Activity -
Below are several entries. Transcribe exactly those lines that fall from the one with "in code) without" through the one with "pub mod assembler;", end lines included.
___ Records for this exercise ___
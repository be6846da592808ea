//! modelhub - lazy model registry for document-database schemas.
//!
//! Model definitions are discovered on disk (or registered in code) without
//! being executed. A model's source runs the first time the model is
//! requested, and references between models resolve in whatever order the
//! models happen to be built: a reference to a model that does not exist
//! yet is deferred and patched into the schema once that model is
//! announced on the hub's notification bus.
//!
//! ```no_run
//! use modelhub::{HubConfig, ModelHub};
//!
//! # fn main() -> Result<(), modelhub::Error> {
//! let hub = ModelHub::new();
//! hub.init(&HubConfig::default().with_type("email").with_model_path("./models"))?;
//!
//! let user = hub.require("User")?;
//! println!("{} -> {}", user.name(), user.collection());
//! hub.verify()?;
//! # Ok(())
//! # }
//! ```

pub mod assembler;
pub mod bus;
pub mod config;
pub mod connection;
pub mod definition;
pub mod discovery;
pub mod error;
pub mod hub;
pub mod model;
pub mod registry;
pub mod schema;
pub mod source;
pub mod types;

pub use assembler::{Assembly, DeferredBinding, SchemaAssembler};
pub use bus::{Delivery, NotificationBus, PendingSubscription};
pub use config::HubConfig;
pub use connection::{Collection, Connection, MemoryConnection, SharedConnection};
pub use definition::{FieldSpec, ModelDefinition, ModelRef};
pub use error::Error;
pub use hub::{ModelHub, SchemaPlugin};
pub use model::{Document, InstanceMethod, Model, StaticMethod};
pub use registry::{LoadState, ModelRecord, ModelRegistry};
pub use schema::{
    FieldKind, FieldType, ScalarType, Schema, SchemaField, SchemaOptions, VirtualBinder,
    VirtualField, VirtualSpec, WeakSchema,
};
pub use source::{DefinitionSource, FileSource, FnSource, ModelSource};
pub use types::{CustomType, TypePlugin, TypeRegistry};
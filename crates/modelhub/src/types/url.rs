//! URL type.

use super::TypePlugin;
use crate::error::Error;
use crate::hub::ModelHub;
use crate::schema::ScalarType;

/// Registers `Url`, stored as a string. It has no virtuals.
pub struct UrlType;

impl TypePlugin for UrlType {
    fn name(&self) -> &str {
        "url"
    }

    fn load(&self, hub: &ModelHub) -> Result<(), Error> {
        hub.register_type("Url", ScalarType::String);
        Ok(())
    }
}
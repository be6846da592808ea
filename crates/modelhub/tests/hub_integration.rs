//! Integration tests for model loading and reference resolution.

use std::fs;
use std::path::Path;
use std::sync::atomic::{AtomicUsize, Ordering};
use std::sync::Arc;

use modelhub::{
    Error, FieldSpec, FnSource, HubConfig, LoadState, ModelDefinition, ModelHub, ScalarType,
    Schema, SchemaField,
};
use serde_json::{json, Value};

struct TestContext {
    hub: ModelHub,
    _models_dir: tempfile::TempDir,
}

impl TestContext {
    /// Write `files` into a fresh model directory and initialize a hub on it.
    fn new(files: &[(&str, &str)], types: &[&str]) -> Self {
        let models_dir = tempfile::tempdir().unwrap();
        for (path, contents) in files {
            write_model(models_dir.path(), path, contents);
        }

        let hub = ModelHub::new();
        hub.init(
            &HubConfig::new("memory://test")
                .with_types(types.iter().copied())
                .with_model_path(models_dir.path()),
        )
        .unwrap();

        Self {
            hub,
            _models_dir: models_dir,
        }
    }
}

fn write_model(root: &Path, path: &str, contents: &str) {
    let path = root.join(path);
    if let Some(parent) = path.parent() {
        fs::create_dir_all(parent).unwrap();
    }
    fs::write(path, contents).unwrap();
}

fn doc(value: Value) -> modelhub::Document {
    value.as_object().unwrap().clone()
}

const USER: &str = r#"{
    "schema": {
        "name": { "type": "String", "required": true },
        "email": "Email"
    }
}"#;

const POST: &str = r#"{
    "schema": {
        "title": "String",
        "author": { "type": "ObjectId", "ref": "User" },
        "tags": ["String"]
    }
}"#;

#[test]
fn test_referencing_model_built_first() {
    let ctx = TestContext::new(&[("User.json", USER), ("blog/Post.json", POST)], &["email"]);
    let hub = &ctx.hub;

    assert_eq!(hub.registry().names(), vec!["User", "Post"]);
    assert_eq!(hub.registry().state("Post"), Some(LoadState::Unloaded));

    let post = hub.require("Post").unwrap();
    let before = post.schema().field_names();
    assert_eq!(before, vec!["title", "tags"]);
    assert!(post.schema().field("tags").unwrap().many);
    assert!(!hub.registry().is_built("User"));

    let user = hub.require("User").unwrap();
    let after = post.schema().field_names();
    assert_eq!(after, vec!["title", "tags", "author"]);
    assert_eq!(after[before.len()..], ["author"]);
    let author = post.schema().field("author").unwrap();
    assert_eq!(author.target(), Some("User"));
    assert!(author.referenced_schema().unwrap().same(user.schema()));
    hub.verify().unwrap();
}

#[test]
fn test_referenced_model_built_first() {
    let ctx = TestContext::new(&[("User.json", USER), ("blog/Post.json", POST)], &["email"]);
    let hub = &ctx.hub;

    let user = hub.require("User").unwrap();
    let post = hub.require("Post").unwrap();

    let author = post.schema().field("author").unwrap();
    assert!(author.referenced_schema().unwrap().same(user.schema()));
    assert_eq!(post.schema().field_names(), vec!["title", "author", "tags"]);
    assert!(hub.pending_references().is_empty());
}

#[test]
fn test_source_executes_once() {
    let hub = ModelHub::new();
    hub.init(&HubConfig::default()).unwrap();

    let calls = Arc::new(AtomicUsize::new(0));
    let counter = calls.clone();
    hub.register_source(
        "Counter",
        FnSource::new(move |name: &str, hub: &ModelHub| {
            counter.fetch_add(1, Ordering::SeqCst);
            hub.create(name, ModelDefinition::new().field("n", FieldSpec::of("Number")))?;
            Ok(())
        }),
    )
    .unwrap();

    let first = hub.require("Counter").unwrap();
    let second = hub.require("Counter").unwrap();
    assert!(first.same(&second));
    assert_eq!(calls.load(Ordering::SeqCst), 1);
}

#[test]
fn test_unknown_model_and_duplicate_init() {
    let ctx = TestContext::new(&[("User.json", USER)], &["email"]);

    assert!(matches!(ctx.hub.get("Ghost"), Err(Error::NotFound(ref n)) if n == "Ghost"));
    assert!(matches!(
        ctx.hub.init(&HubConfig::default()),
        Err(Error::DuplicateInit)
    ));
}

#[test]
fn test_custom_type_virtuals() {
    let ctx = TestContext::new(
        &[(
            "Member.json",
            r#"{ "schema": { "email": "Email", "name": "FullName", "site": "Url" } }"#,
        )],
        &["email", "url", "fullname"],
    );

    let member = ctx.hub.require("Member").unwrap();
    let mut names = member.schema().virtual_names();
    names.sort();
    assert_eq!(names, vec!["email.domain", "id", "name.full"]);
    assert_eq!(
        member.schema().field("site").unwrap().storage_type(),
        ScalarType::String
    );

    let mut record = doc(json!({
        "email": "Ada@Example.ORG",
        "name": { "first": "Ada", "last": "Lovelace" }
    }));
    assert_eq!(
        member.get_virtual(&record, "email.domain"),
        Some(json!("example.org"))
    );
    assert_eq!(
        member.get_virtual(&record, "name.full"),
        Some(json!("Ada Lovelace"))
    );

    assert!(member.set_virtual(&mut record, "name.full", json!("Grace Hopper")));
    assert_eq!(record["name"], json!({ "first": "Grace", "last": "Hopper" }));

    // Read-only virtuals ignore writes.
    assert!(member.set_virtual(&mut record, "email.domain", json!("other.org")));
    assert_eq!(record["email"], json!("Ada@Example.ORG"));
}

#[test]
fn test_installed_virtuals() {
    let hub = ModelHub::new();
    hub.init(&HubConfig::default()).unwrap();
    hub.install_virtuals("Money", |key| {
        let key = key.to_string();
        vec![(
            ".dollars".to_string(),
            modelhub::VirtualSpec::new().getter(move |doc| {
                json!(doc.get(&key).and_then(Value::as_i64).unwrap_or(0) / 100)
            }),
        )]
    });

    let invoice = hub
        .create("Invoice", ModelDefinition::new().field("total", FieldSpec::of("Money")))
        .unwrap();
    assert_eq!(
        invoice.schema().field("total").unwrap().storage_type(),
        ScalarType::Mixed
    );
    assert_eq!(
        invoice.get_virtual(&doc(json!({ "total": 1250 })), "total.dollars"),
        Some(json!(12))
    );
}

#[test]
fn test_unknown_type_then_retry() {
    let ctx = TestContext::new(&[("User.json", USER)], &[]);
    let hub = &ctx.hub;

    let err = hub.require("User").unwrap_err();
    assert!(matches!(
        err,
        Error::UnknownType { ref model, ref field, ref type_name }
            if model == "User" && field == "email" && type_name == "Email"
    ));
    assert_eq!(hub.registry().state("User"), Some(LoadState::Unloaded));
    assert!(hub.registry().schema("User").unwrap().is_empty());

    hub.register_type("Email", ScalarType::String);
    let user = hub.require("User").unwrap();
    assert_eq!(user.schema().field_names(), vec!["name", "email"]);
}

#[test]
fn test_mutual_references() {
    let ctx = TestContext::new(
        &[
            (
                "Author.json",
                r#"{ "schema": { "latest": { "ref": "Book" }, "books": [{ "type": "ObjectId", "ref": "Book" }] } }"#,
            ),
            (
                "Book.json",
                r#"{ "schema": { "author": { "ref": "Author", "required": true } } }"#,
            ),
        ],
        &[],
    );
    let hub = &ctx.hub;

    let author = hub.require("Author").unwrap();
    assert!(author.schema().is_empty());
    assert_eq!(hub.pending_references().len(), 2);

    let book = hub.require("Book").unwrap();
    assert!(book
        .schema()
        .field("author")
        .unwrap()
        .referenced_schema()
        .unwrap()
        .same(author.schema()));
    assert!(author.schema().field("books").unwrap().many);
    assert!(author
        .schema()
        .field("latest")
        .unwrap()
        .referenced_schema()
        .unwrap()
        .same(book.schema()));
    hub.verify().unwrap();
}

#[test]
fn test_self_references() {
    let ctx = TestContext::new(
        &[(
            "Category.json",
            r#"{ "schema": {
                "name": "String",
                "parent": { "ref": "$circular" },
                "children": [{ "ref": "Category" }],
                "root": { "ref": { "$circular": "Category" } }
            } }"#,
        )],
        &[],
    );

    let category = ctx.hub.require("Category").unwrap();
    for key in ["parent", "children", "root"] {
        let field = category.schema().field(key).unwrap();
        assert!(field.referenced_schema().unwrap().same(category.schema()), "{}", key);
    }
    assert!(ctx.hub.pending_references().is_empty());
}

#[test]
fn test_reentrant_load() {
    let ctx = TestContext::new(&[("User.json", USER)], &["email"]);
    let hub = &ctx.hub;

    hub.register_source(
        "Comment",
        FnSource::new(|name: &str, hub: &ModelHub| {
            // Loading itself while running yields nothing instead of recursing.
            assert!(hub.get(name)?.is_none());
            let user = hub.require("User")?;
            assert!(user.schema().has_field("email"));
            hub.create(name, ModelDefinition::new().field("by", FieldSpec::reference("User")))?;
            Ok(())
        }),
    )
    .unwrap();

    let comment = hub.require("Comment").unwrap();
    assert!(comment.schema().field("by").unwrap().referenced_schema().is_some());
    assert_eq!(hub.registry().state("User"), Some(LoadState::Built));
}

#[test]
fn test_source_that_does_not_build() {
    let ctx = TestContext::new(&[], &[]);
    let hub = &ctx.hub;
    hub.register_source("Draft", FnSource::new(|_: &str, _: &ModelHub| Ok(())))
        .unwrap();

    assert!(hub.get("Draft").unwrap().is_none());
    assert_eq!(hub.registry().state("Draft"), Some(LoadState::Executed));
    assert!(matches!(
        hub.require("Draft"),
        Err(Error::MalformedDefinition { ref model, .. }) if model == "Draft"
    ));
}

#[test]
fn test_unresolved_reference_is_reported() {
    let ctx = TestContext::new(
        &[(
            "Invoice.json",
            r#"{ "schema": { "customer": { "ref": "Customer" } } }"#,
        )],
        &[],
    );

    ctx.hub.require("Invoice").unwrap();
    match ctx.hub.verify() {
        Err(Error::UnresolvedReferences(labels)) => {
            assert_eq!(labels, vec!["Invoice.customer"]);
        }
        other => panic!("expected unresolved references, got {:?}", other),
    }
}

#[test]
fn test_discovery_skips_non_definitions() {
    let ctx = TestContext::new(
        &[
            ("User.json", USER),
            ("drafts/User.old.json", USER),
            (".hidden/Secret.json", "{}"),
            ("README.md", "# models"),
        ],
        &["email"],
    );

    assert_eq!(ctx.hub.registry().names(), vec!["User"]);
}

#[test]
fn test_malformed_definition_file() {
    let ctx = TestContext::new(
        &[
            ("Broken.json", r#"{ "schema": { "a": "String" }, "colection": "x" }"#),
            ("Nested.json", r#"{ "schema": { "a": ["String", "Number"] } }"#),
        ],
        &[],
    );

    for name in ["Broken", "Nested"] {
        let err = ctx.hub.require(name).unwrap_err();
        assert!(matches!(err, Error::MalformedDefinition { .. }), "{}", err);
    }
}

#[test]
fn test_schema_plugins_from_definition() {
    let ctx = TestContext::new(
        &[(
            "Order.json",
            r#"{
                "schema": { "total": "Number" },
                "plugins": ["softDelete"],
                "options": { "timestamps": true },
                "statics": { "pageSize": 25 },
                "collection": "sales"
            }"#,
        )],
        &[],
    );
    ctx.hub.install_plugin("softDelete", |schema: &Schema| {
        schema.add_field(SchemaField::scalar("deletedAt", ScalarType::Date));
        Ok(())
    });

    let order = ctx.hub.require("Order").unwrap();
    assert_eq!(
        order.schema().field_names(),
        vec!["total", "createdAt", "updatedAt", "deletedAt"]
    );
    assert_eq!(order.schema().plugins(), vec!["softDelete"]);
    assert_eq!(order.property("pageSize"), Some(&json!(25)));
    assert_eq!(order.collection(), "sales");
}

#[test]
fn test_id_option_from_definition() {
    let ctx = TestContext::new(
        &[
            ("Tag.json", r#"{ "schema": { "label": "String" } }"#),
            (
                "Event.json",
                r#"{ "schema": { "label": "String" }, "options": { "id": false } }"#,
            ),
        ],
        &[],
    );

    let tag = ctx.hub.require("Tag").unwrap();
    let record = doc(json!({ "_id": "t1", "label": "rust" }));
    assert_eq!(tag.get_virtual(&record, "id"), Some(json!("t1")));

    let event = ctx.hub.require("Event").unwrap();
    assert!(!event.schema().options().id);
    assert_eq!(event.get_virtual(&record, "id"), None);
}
___
Task result -
//! Model definitions are discovered on disk (or registered in code) without
//! being executed. A model's source runs the first time the model is
//! requested, and references between models resolve in whatever order the
//! models happen to be built: a reference to a model that does not exist
//! yet is deferred and patched into the schema once that model is
//! announced on the hub's notification bus.
//!
//! ```no_run
//! use modelhub::{HubConfig, ModelHub};
//!
//! # fn main() -> Result<(), modelhub::Error> {
//! let hub = ModelHub::new();
//! hub.init(&HubConfig::default().with_type("email").with_model_path("./models"))?;
//!
//! let user = hub.require("User")?;
//! println!("{} -> {}", user.name(), user.collection());
//! hub.verify()?;
//! # Ok(())
//! # }
//! ```

pub mod assembler;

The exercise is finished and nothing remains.